Wednesday, July 14, 2010

H.A.M. of the day for July 14, 2010



The fucking iPhone is not my hot ass mess of the day. The legions of dumb ass bitches who buy this call-dropping hot mess of a phone are. Hey, listen up, dumb asses, don't worry about the fact that the phone you have may cut out at important moments, like in the case of an emergency, or at a relationship defining moment. Your phone is why you will die in a ditch, unnoticed. And single, at that.

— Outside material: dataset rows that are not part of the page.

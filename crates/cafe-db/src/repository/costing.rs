//! # Costing Repository
//!
//! At-most-once claims for order costing.
//!
//! ```text
//!   BEGIN
//!     claim(order)          INSERT ... ON CONFLICT (order_id) DO NOTHING
//!       ├── 0 rows → stored_report(order) → return it unchanged
//!       └── 1 row  → deduct stock ... → store_report(order, report)
//!   COMMIT
//! ```
//!
//! The claim row and every deduction commit in one transaction, so a
//! crashed or rolled-back costing leaves no claim behind.

use chrono::Utc;
use sqlx::{SqliteConnection, SqlitePool};
use tracing::debug;

use crate::error::{DbError, DbResult};
use cafe_core::costing::CostingReport;

/// Claims `order_id` for costing. Returns false when it was already claimed.
pub async fn claim(
    conn: &mut SqliteConnection,
    order_id: &str,
    branch_id: &str,
    actor: &str,
) -> DbResult<bool> {
    let result = sqlx::query(
        r#"
        INSERT INTO order_costings (order_id, branch_id, actor, costed_at)
        VALUES (?1, ?2, ?3, ?4)
        ON CONFLICT (order_id) DO NOTHING
        "#,
    )
    .bind(order_id)
    .bind(branch_id)
    .bind(actor)
    .bind(Utc::now())
    .execute(conn)
    .await?;

    let claimed = result.rows_affected() == 1;
    debug!(order_id = %order_id, claimed, "Costing claim");
    Ok(claimed)
}

/// The report stored for a claimed order.
pub async fn stored_report(
    conn: &mut SqliteConnection,
    order_id: &str,
) -> DbResult<Option<CostingReport>> {
    let json: Option<String> =
        sqlx::query_scalar("SELECT report_json FROM order_costings WHERE order_id = ?1")
            .bind(order_id)
            .fetch_optional(conn)
            .await?;

    match json {
        Some(json) if !json.is_empty() => Ok(Some(serde_json::from_str(&json)?)),
        _ => Ok(None),
    }
}

/// Saves the finished report onto the claim row.
pub async fn store_report(conn: &mut SqliteConnection, report: &CostingReport) -> DbResult<()> {
    let json = serde_json::to_string(report)?;

    let result = sqlx::query(
        r#"
        UPDATE order_costings
        SET cost_of_goods_cents = ?1, success = ?2, report_json = ?3, costed_at = ?4
        WHERE order_id = ?5
        "#,
    )
    .bind(report.cost_of_goods_cents)
    .bind(report.success)
    .bind(&json)
    .bind(report.costed_at)
    .bind(&report.order_id)
    .execute(conn)
    .await?;

    if result.rows_affected() == 0 {
        return Err(DbError::not_found("OrderCosting", &report.order_id));
    }
    Ok(())
}

/// Repository for costing reports.
#[derive(Debug, Clone)]
pub struct CostingRepository {
    pool: SqlitePool,
}

impl CostingRepository {
    /// Creates a new CostingRepository.
    pub fn new(pool: SqlitePool) -> Self {
        CostingRepository { pool }
    }

    /// The report of an already-costed order.
    pub async fn get_report(&self, order_id: &str) -> DbResult<Option<CostingReport>> {
        let mut conn = self.pool.acquire().await?;
        stored_report(&mut conn, order_id).await
    }

    /// Whether the order has been costed.
    pub async fn is_costed(&self, order_id: &str) -> DbResult<bool> {
        let count: i64 = sqlx::query_scalar("SELECT COUNT(*) FROM order_costings WHERE order_id = ?1")
            .bind(order_id)
            .fetch_one(&self.pool)
            .await?;
        Ok(count > 0)
    }
}

#[cfg(test)]
mod tests {
    use super::*;
    use crate::{Database, DbConfig};

    #[tokio::test]
    async fn test_claim_is_exclusive() {
        let db = Database::new(DbConfig::in_memory()).await.unwrap();
        let mut tx = db.begin().await.unwrap();

        assert!(claim(&mut tx, "O1", "b1", "pos").await.unwrap());
        assert!(!claim(&mut tx, "O1", "b1", "pos").await.unwrap());

        let mut report = CostingReport::new("O1", "b1");
        report.cost_of_goods_cents = 45;
        store_report(&mut tx, &report).await.unwrap();
        tx.commit().await.unwrap();

        let stored = db.costings().get_report("O1").await.unwrap().unwrap();
        assert_eq!(stored, report);
        assert!(db.costings().is_costed("O1").await.unwrap());
        assert!(!db.costings().is_costed("O2").await.unwrap());
    }

    #[tokio::test]
    async fn test_rolled_back_claim_is_released() {
        let db = Database::new(DbConfig::in_memory()).await.unwrap();
        {
            let mut tx = db.begin().await.unwrap();
            assert!(claim(&mut tx, "O9", "b1", "pos").await.unwrap());
            tx.rollback().await.unwrap();
        }
        assert!(!db.costings().is_costed("O9").await.unwrap());
    }
}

No don't worry about that.

And don't worry about the fact that the new phone has a design flaw:

"When your finger or hand touches a spot on the phone's lower left side—an easy thing, especially for lefties—the signal can significantly degrade enough to cause you to lose your connection altogether if you're in an area with a weak signal. Due to this problem, we can't recommend the iPhone 4."

Consumer Reports goes on to state a remedy:

"We did, however, find an affordable solution for suffering iPhone 4 users: Cover the antenna gap with a piece of duct tape or another thick, non-conductive material. It may not be pretty, but it works."

Yeah. Cute. Real cute.

Your iPhone has always been retarded. Ever since the first iteration it has been known for it's highly developed call-dropping ability. Now it looks retarded.

But don't worry, we are all thoroughly impressed by your buying power.

You fucking tools.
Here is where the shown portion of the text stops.